If the link is clicked, the target is directed to a malicious website, hxxps://micronetmx[.]com/Docs, that automatically downloads an executable called “Docx_xlxs-rqs[.]exe.” Clicking on the “Open file” link installs the LogMeIn Resolve RMM tool, allowing threat actors to remotely control the compromised device. Further analysis reveals that the executable file performs various tasks, including establishing persistence, checking the BIOS and system information in the registry, reviewing the system for installed applications, and dropping files into the System32 directory. The malicious use of RMM tools and weak organizational IT policies can lead to unauthorized access, persistent backdoor access, lateral movement to critical systems and cloud accounts, the deployment of other malware and ransomware, and data leakage.

Recommendations

Exercise caution with communications from known senders or legitimate platforms.
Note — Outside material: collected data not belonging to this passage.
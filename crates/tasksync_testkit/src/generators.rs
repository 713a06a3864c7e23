//! Property-based test generators using proptest.
//!
//! Ids are drawn from small pools so two independently generated snapshots
//! overlap often enough to exercise the merge paths for shared entities.
//! Within one snapshot ids are unique, as in real data.

use proptest::prelude::*;
use serde_json::json;
use std::collections::{BTreeMap, BTreeSet};
use tasksync_model::{
    Category, PomodoroMode, PomodoroSession, Snapshot, StreakData, Subcategory, Task, TimeBlock,
    Timestamp,
};
use tasksync_store::SyncMarker;

/// Upper bound (exclusive) of generated timestamps.
pub const MAX_TIME: Timestamp = 1_000;

/// Size of the task id pool.
pub const TASK_POOL: u8 = 8;

/// Strategy for timestamps in `0..MAX_TIME`.
pub fn timestamp_strategy() -> impl Strategy<Value = Timestamp> {
    0..MAX_TIME
}

/// Strategy for task ids from the shared pool.
pub fn task_id_strategy() -> impl Strategy<Value = String> {
    (0..TASK_POOL).prop_map(task_id)
}

fn task_id(n: u8) -> String {
    format!("t{n}")
}

/// Strategy for a task with the given id.
///
/// `completed_at` is never earlier than `created_at`, and is set exactly
/// when the task is completed.
pub fn task_strategy(id: String) -> impl Strategy<Value = Task> {
    (
        timestamp_strategy(),
        prop::option::of(0..MAX_TIME),
        prop::option::of("[a-z ]{0,12}"),
    )
        .prop_map(move |(created_at, completed_after, notes)| {
            let mut task = Task::with_id(id.clone(), format!("Task {id}"), "work", created_at);
            if let Some(after) = completed_after {
                task.set_completed(true, created_at + after);
            }
            task.notes = notes;
            task
        })
}

fn tasks_strategy() -> impl Strategy<Value = Vec<Task>> {
    prop::collection::btree_set(0..TASK_POOL, 0..6).prop_flat_map(|ids| {
        ids.into_iter()
            .map(|n| task_strategy(task_id(n)))
            .collect::<Vec<_>>()
    })
}

fn categories_strategy() -> impl Strategy<Value = Vec<Category>> {
    prop::collection::btree_map(0u8..4, prop::collection::btree_set(0u8..4, 0..3), 0..4).prop_map(
        |entries| {
            entries
                .into_iter()
                .map(|(n, subs)| {
                    let id = format!("c{n}");
                    let mut category = Category::new(id.clone(), format!("Category {n}"), "#888888");
                    category.subcategories = subs
                        .into_iter()
                        .map(|s| Subcategory {
                            id: format!("{id}-s{s}"),
                            name: format!("Sub {s}"),
                            category_id: id.clone(),
                        })
                        .collect();
                    category
                })
                .collect()
        },
    )
}

/// Strategy for time blocks with unique ids `b0`..`b3`.
pub fn time_blocks_strategy() -> impl Strategy<Value = Vec<TimeBlock>> {
    prop::collection::btree_map(
        0u8..4,
        (timestamp_strategy(), prop::collection::btree_set(0..TASK_POOL, 0..5)),
        0..4,
    )
    .prop_map(|entries| {
        entries
            .into_iter()
            .map(|(n, (created_at, members))| {
                let mut block = TimeBlock::new(format!("b{n}"), format!("Block {n}"), created_at);
                block.task_ids = members.into_iter().map(task_id).collect();
                block
            })
            .collect()
    })
}

fn sessions_strategy() -> impl Strategy<Value = Vec<PomodoroSession>> {
    prop::collection::btree_map(0u8..6, timestamp_strategy(), 0..4).prop_map(|entries| {
        entries
            .into_iter()
            .map(|(n, start_time)| PomodoroSession {
                id: format!("p{n}"),
                start_time,
                end_time: start_time + 25,
                mode: PomodoroMode::Work,
                category_id: None,
            })
            .collect()
    })
}

fn streak_strategy() -> impl Strategy<Value = StreakData> {
    (prop::collection::btree_set(1u8..29, 0..6), 0u32..10, 0u32..20).prop_map(
        |(days, current, longest)| StreakData {
            completion_dates: days
                .into_iter()
                .map(|d| format!("2024-02-{d:02}"))
                .collect(),
            current_streak: current,
            longest_streak: longest.max(current),
        },
    )
}

fn templates_strategy() -> impl Strategy<Value = BTreeMap<String, serde_json::Value>> {
    prop::collection::btree_map(0u8..4, any::<u8>(), 0..3).prop_map(|entries| {
        entries
            .into_iter()
            .map(|(n, steps)| (format!("tpl{n}"), json!({ "steps": steps })))
            .collect()
    })
}

/// Strategy for well-formed snapshots.
pub fn snapshot_strategy() -> impl Strategy<Value = Snapshot> {
    (
        tasks_strategy(),
        categories_strategy(),
        time_blocks_strategy(),
        sessions_strategy(),
        streak_strategy(),
        templates_strategy(),
        0u64..20,
        timestamp_strategy(),
        any::<bool>(),
    )
        .prop_map(
            |(tasks, categories, time_blocks, sessions, streak, templates, version, modified, active)| {
                let active_block_id = if active {
                    time_blocks.first().map(|b| b.id.clone())
                } else {
                    None
                };
                let mut snapshot = Snapshot::empty();
                snapshot.tasks = tasks;
                snapshot.categories = categories;
                snapshot.time_blocks = time_blocks;
                snapshot.active_block_id = active_block_id;
                snapshot.pomodoro_sessions = sessions;
                snapshot.streak = streak;
                snapshot.chain_data.templates = templates;
                snapshot.version = version;
                snapshot.last_modified = modified;
                snapshot
            },
        )
}

/// Strategy for an optional snapshot, `None` about one time in four.
pub fn maybe_snapshot_strategy() -> impl Strategy<Value = Option<Snapshot>> {
    prop_oneof![
        1 => Just(None),
        3 => snapshot_strategy().prop_map(Some),
    ]
}

/// Strategy for tracker markers, including the never-synced marker.
pub fn marker_strategy() -> impl Strategy<Value = SyncMarker> {
    prop_oneof![
        1 => Just(SyncMarker::never()),
        4 => (0u64..20, timestamp_strategy())
            .prop_map(|(version, at)| SyncMarker::new(version, at)),
    ]
}

/// Task ids present in `snapshot`.
pub fn task_ids(snapshot: &Snapshot) -> BTreeSet<String> {
    snapshot.tasks.iter().map(|t| t.id.clone()).collect()
}
//! Error types for store operations.

use std::io;
use thiserror::Error;

/// Result type for store operations.
pub type StoreResult<T> = Result<T, StoreError>;

/// Errors that can occur during store operations.
#[derive(Debug, Error)]
pub enum StoreError {
    /// An I/O error occurred.
    #[error("I/O error: {0}")]
    Io(#[from] io::Error),

    /// The stored record cannot be decoded.
    #[error("store corrupted: {0}")]
    Corrupted(String),

    /// Encoding the record failed.
    #[error("serialization error: {0}")]
    Serialization(String),

    /// The store refused the write (used by test stores to simulate a full
    /// or read-only disk).
    #[error("store unavailable: {0}")]
    Unavailable(String),
}

impl From<tasksync_model::ModelError> for StoreError {
    fn from(err: tasksync_model::ModelError) -> Self {
        if err.is_malformed() {
            StoreError::Corrupted(err.to_string())
        } else {
            StoreError::Serialization(err.to_string())
        }
    }
}

#[cfg(test)]
mod tests {
    use super::*;
    use tasksync_model::ModelError;

    #[test]
    fn model_errors_map_to_store_errors() {
        let err: StoreError = ModelError::malformed("bad").into();
        assert!(matches!(err, StoreError::Corrupted(_)));

        let err: StoreError = ModelError::Encode("nan".into()).into();
        assert!(matches!(err, StoreError::Serialization(_)));
    }
}
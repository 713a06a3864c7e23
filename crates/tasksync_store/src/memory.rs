//! In-memory stores for testing.

use crate::backend::{MetadataStore, SnapshotStore};
use crate::error::{StoreError, StoreResult};
use parking_lot::RwLock;
use std::collections::HashMap;
use std::sync::atomic::{AtomicBool, AtomicU64, Ordering};
use tasksync_model::Snapshot;

/// An in-memory snapshot store.
///
/// Suitable for unit and integration tests. Writes can be made to fail with
/// [`InMemorySnapshotStore::set_fail_writes`] to exercise I/O failure paths,
/// and [`InMemorySnapshotStore::save_count`] reports how many writes
/// succeeded.
///
/// # Example
///
/// ```rust
/// use tasksync_store::{InMemorySnapshotStore, SnapshotStore};
/// use tasksync_model::Snapshot;
///
/// let store = InMemorySnapshotStore::new();
/// store.save(&Snapshot::empty()).unwrap();
/// assert_eq!(store.save_count(), 1);
/// ```
#[derive(Debug, Default)]
pub struct InMemorySnapshotStore {
    record: RwLock<Option<Snapshot>>,
    fail_reads: AtomicBool,
    fail_writes: AtomicBool,
    saves: AtomicU64,
}

impl InMemorySnapshotStore {
    /// Creates an empty store.
    #[must_use]
    pub fn new() -> Self {
        Self::default()
    }

    /// Creates a store already holding a snapshot.
    #[must_use]
    pub fn with_snapshot(snapshot: Snapshot) -> Self {
        Self {
            record: RwLock::new(Some(snapshot)),
            ..Self::default()
        }
    }

    /// Makes subsequent reads fail.
    pub fn set_fail_reads(&self, fail: bool) {
        self.fail_reads.store(fail, Ordering::SeqCst);
    }

    /// Makes subsequent writes fail.
    pub fn set_fail_writes(&self, fail: bool) {
        self.fail_writes.store(fail, Ordering::SeqCst);
    }

    /// Number of successful saves.
    #[must_use]
    pub fn save_count(&self) -> u64 {
        self.saves.load(Ordering::SeqCst)
    }

    /// Returns a copy of the stored snapshot, bypassing failure injection.
    #[must_use]
    pub fn snapshot(&self) -> Option<Snapshot> {
        self.record.read().clone()
    }
}

impl SnapshotStore for InMemorySnapshotStore {
    fn load(&self) -> StoreResult<Option<Snapshot>> {
        if self.fail_reads.load(Ordering::SeqCst) {
            return Err(StoreError::Unavailable("reads disabled".into()));
        }
        Ok(self.record.read().clone())
    }

    fn save(&self, snapshot: &Snapshot) -> StoreResult<()> {
        if self.fail_writes.load(Ordering::SeqCst) {
            return Err(StoreError::Unavailable("writes disabled".into()));
        }
        *self.record.write() = Some(snapshot.clone());
        self.saves.fetch_add(1, Ordering::SeqCst);
        Ok(())
    }

    fn clear(&self) -> StoreResult<()> {
        *self.record.write() = None;
        Ok(())
    }
}

/// An in-memory metadata store.
#[derive(Debug, Default)]
pub struct InMemoryMetadataStore {
    values: RwLock<HashMap<String, String>>,
    fail_writes: AtomicBool,
}

impl InMemoryMetadataStore {
    /// Creates an empty store.
    #[must_use]
    pub fn new() -> Self {
        Self::default()
    }

    /// Writes a raw value directly, bypassing failure injection.
    ///
    /// Useful for simulating corrupted bookkeeping.
    pub fn insert_raw(&self, key: &str, value: impl Into<String>) {
        self.values.write().insert(key.to_string(), value.into());
    }

    /// Makes subsequent writes fail.
    pub fn set_fail_writes(&self, fail: bool) {
        self.fail_writes.store(fail, Ordering::SeqCst);
    }
}

impl MetadataStore for InMemoryMetadataStore {
    fn get(&self, key: &str) -> StoreResult<Option<String>> {
        Ok(self.values.read().get(key).cloned())
    }

    fn set_many(&self, entries: &[(&str, String)]) -> StoreResult<()> {
        if self.fail_writes.load(Ordering::SeqCst) {
            return Err(StoreError::Unavailable("writes disabled".into()));
        }
        let mut values = self.values.write();
        for (key, value) in entries {
            values.insert((*key).to_string(), value.clone());
        }
        Ok(())
    }

    fn remove_many(&self, keys: &[&str]) -> StoreResult<()> {
        if self.fail_writes.load(Ordering::SeqCst) {
            return Err(StoreError::Unavailable("writes disabled".into()));
        }
        let mut values = self.values.write();
        for key in keys {
            values.remove(*key);
        }
        Ok(())
    }
}
//! Inspect command implementation.

use crate::workspace::Workspace;
use tasksync_model::Snapshot;
use tasksync_store::SnapshotStore;

/// Runs the inspect command.
pub fn run(workspace: &Workspace, format: &str) -> Result<(), Box<dyn std::error::Error>> {
    let snapshot = workspace
        .snapshot_store()?
        .load()?
        .ok_or_else(|| format!("No snapshot stored in {}", workspace.data_dir().display()))?;

    match format {
        "json" => println!("{}", snapshot.to_json_pretty()?),
        _ => print!("{}", render_text(&snapshot)),
    }
    Ok(())
}

/// Human-readable dump of a snapshot.
pub fn render_text(snapshot: &Snapshot) -> String {
    let mut out = String::new();
    out.push_str(&format!(
        "Snapshot version {} (last modified {})\n",
        snapshot.version, snapshot.last_modified
    ));

    out.push_str(&format!("\nCategories ({}):\n", snapshot.categories.len()));
    for category in &snapshot.categories {
        out.push_str(&format!("  {} {} {}\n", category.id, category.name, category.color));
        for sub in &category.subcategories {
            out.push_str(&format!("    - {} {}\n", sub.id, sub.name));
        }
    }

    out.push_str(&format!("\nTasks ({}):\n", snapshot.tasks.len()));
    for task in &snapshot.tasks {
        let mark = if task.completed { "x" } else { " " };
        out.push_str(&format!(
            "  [{mark}] {} {} ({})\n",
            task.id, task.title, task.category_id
        ));
    }

    out.push_str(&format!("\nTime blocks ({}):\n", snapshot.time_blocks.len()));
    for block in &snapshot.time_blocks {
        let active = if snapshot.active_block_id.as_deref() == Some(block.id.as_str()) {
            " (active)"
        } else {
            ""
        };
        out.push_str(&format!(
            "  {} {}{}: {} tasks\n",
            block.id,
            block.name,
            active,
            block.task_ids.len()
        ));
    }

    out.push_str(&format!(
        "\nPomodoro sessions: {}\n",
        snapshot.pomodoro_sessions.len()
    ));
    out.push_str(&format!(
        "Streak: current {}, longest {}, {} completion days\n",
        snapshot.streak.current_streak,
        snapshot.streak.longest_streak,
        snapshot.streak.completion_dates.len()
    ));
    out.push_str(&format!("Chain entries: {}\n", snapshot.chain_data.len()));
    out
}

#[cfg(test)]
mod tests {
    use super::*;
    use tasksync_testkit::SnapshotBuilder;

    #[test]
    fn text_lists_entities() {
        let snapshot = SnapshotBuilder::new()
            .version(2)
            .subcategory("work", "deep")
            .completed_task("t1", 1, 2)
            .time_block("b1", 1, &["t1"])
            .active_block("b1")
            .build();

        let text = render_text(&snapshot);
        assert!(text.contains("Snapshot version 2"));
        assert!(text.contains("[x] t1"));
        assert!(text.contains("- deep"));
        assert!(text.contains("b1 Block b1 (active): 1 tasks"));
    }

    #[test]
    fn missing_snapshot_is_an_error() {
        let dir = tempfile::tempdir().unwrap();
        assert!(run(&Workspace::new(Some(dir.path().to_path_buf())), "text").is_err());
    }
}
Confirm requests from senders via contact information obtained from verified and official sources before taking action, such as clicking on links or opening attachments. Navigate directly to legitimate websites and verify before submitting account credentials, providing personal or financial information, or downloading files. Enable multi-factor authentication (MFA) and keep systems and browsers up to date. If victimized, disconnect from the internet and run anti-virus/anti-malware scans. If sensitive information was entered, change passwords for compromised accounts, monitor for unauthorized activity, and review the Identity Theft and Compromised PII NJCCIC Informational Report for additional recommendations and resources, including credit freezes and enabling MFA on accounts. Review Docusign’s webpage for additional security concerns, recommendations, and reporting. Report malicious cyber activity to the NJCCIC and the FBI’s IC3.